Вот уже тридцать лет Элис Манро называют лучшим в мире автором коротких рассказов, но к российскому читателю ее книги приходят только теперь, после того, как писательница получила Нобелевскую премию по литературе. Критика постоянно сравнивает Манро с Чеховым, и это сравнение не лишено оснований: подобно русскому писателю, она умеет рассказать историю так, что читатели, даже принадлежащие к совсем другой культуре, узнают в героях самих себя. В своем новейшем сборнике «Дороже самой жизни» Манро опять вдыхает в героев настоящую жизнь со всеми ее изъянами и нюансами.


Сентябрьские розы

Впервые на русском языке его поздний роман «Сентябрьские розы», который ни в чем не уступает полюбившимся русскому читателю книгам Моруа «Письма к незнакомке» и «Превратности судьбы». Автор вновь исследует тончайшие проявления человеческих страстей.

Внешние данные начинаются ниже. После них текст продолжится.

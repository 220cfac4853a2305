// Copyright (c) Facebook, Inc. and its affiliates.
//
// This source code is licensed under the MIT license found in the
// LICENSE file in the root directory of this source tree.

use clap::{App, AppSettings, Arg};
use itertools::Itertools;

/// Creates the clap::App metadata for argument parsing.
fn make_options_parser<'a>() -> App<'a, 'a> {
    // We could put this into lazy_static! with a Mutex around, but we really do not expect
    // to construct this more than once per regular program run.
    App::new("LEAKCHECK")
        .setting(AppSettings::NoBinaryName)
        .version("v0.1.0")
        .arg(Arg::with_name("fixture_bin")
            .long("fixture_bin")
            .takes_value(true)
            .help("Path to the compiled fixture binary.")
            .long_help("When absent, the binary is looked up next to the running executable and then in the target directory."))
        .arg(Arg::with_name("fixture_src")
            .long("fixture_src")
            .takes_value(true)
            .help("Path to the fixture source file.")
            .long_help("When absent, the source is looked up relative to the workspace root and to the conformance package."))
        .arg(Arg::with_name("runs")
            .long("runs")
            .takes_value(true)
            .default_value("3")
            .help("The number of times the fixture is executed.")
            .long_help("Every execution must exit with status 0 and produce no output."))
        .arg(Arg::with_name("report")
            .long("report")
            .takes_value(true)
            .help("Write a JSON conformance report to the given file."))
}

/// Represents options passed to the conformance harness.
#[derive(Debug, Default)]
pub struct Options {
    pub fixture_bin: Option<String>,
    pub fixture_src: Option<String>,
    pub runs: u64,
    pub report_path: Option<String>,
}

impl Options {
    /// Parse options from an argument string. The argument string will be split using unix
    /// shell escaping rules. Any content beyond the leftmost `--` token will be returned
    /// (excluding this token).
    pub fn parse_from_str(&mut self, s: &str) -> Vec<String> {
        self.parse(&shellwords::split(s).unwrap_or_else(|e| {
            eprintln!("Cannot parse argument string: {e:?}");
            std::process::exit(1);
        }))
    }

    /// Parses options from a list of strings. Any content beyond the leftmost `--` token
    /// is not meant for the harness and will be returned (excluding this token) to serve
    /// as the argument vector of the fixture process.
    pub fn parse(&mut self, args: &[String]) -> Vec<String> {
        let mut harness_args_end = args.len();
        let mut fixture_args_start = args.len();
        if let Some((p, _)) = args.iter().find_position(|s| s.as_str() == "--") {
            harness_args_end = p;
            fixture_args_start = p + 1;
        }
        let harness_args = &args[0..harness_args_end];
        let matches = make_options_parser()
            .get_matches_from_safe(harness_args.iter())
            .unwrap_or_else(|e| e.exit());

        if matches.is_present("fixture_bin") {
            self.fixture_bin = matches.value_of("fixture_bin").map(|s| s.to_string());
        }
        if matches.is_present("fixture_src") {
            self.fixture_src = matches.value_of("fixture_src").map(|s| s.to_string());
        }
        if matches.is_present("runs") {
            self.runs = match matches.value_of("runs") {
                Some(s) => match s.parse::<u64>() {
                    Ok(v) => v,
                    Err(_) => {
                        eprintln!("--runs expects an integer");
                        std::process::exit(1);
                    }
                },
                None => self.runs,
            }
        }
        if matches.is_present("report") {
            self.report_path = matches.value_of("report").map(|s| s.to_string());
        }
        args[fixture_args_start..].to_vec()
    }
}
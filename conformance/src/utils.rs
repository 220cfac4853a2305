// Copyright (c) Facebook, Inc. and its affiliates.
//
// This source code is licensed under the MIT license found in the
// LICENSE file in the root directory of this source tree.

use std::path::PathBuf;

use log_derive::logfn_inputs;
use walkdir::WalkDir;

/// Returns the location of the compiled fixture binary with the given base name.
/// The usual cargo layout puts workspace binaries next to the harness and test
/// executables, so siblings of the running executable are tried first; a walk of
/// the target directory serves as the fallback.
#[logfn_inputs(TRACE)]
pub fn find_fixture_binary(base_name: &str) -> Option<String> {
    let exe_name = format!("{base_name}.exe");
    if let Ok(exe) = std::env::current_exe() {
        // target/debug for installed binaries, target/debug/deps for test executables.
        for dir in exe.ancestors().skip(1).take(2) {
            for candidate in [dir.join(base_name), dir.join(&exe_name)] {
                if candidate.is_file() {
                    return Some(candidate.to_string_lossy().into_owned());
                }
            }
        }
    }

    let mut target_path = PathBuf::from("target/debug");
    if !target_path.exists() {
        target_path = PathBuf::from("../target/debug");
    }
    for entry in WalkDir::new(target_path)
        .contents_first(true)
        .into_iter()
        .filter_map(|e| e.ok())
    {
        if !entry.file_type().is_file() {
            continue;
        }
        // On Windows the executable is {base_name}.exe. We match either form.
        let file_name = entry.file_name().to_str().unwrap_or("");
        if file_name != base_name && file_name != exe_name {
            continue;
        }
        if entry.path().to_str().unwrap_or("").contains(".dSYM/") {
            // There might be a directory .dSYM which contains a file with the
            // same name but for a different purpose. Skip this.
            continue;
        }
        debug!("resolving {}", entry.path().display());
        return Some(entry.path().to_string_lossy().into_owned());
    }
    None
}

/// Returns the path of the named fixture's source file. The harness may be
/// invoked from the workspace root or from within the conformance package.
#[logfn_inputs(TRACE)]
pub fn find_fixture_source(base_name: &str) -> Option<PathBuf> {
    let mut path = PathBuf::from(format!("fixtures/src/{base_name}.rs"));
    if !path.exists() {
        path = PathBuf::from(format!("../fixtures/src/{base_name}.rs"));
    }
    path.exists().then_some(path)
}
// Copyright (c) Facebook, Inc. and its affiliates.
//
// This source code is licensed under the MIT license found in the
// LICENSE file in the root directory of this source tree.

//! Stand-in declarations for the platform allocation facilities.
//!
//! Analysis harnesses that model allocation semantics themselves do not want
//! fixtures to pull in the full C-library binding just to type-check one call.
//! This crate declares the minimal subset the fixtures need. No definitions are
//! provided; when a fixture is actually linked, the symbols resolve against the
//! platform C library as usual.

#![no_std]

use core::ffi::c_void;

extern "C" {
    /// Acquires `size` bytes of uninitialized storage from the process heap,
    /// or returns a null pointer when the request cannot be satisfied.
    pub fn malloc(size: usize) -> *mut c_void;
}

Герой романа – знаменитый писатель Гийом Фонтен, чьими книгами зачитывается Франция. В его жизни, прекрасно отлаженной заботливой женой, все идет своим чередом. Ему недостает лишь чуда – чуда любви, благодаря которой осень жизни вновь становится весной.


Хладнокровное убийство

Трумен Капоте, автор таких бестселлеров, как «Завтрак у Тиффани» (повесть, прославленная в 1961 году экранизацией с Одри Хепберн в главной роли), «Голоса травы», «Другие голоса, другие комнаты», «Призраки в солнечном свете» и прочих, входит в число крупнейших американских прозаиков XX века. Самым значительным произведением Капоте многие считают роман «Хладнокровное убийство», основанный на истории реального преступления и раскрывающий природу насилия как сложного социального и психологического феномена.


Школа для дураков

Роман «Школа для дураков» – одно из самых значительных явлений русской литературы конца ХХ века. По определению самого автора, это книга «об утонченном и странном мальчике, страдающем раздвоением личности… который не может примириться с окружающей действительностью» и который, приобщаясь к миру взрослых, открывает присутствие в мире любви и смерти. По-прежнему остаются актуальными слова первого издателя романа Карла Проффера: «Ничего подобного нет ни в современной русской литературе, ни в русской литературе вообще».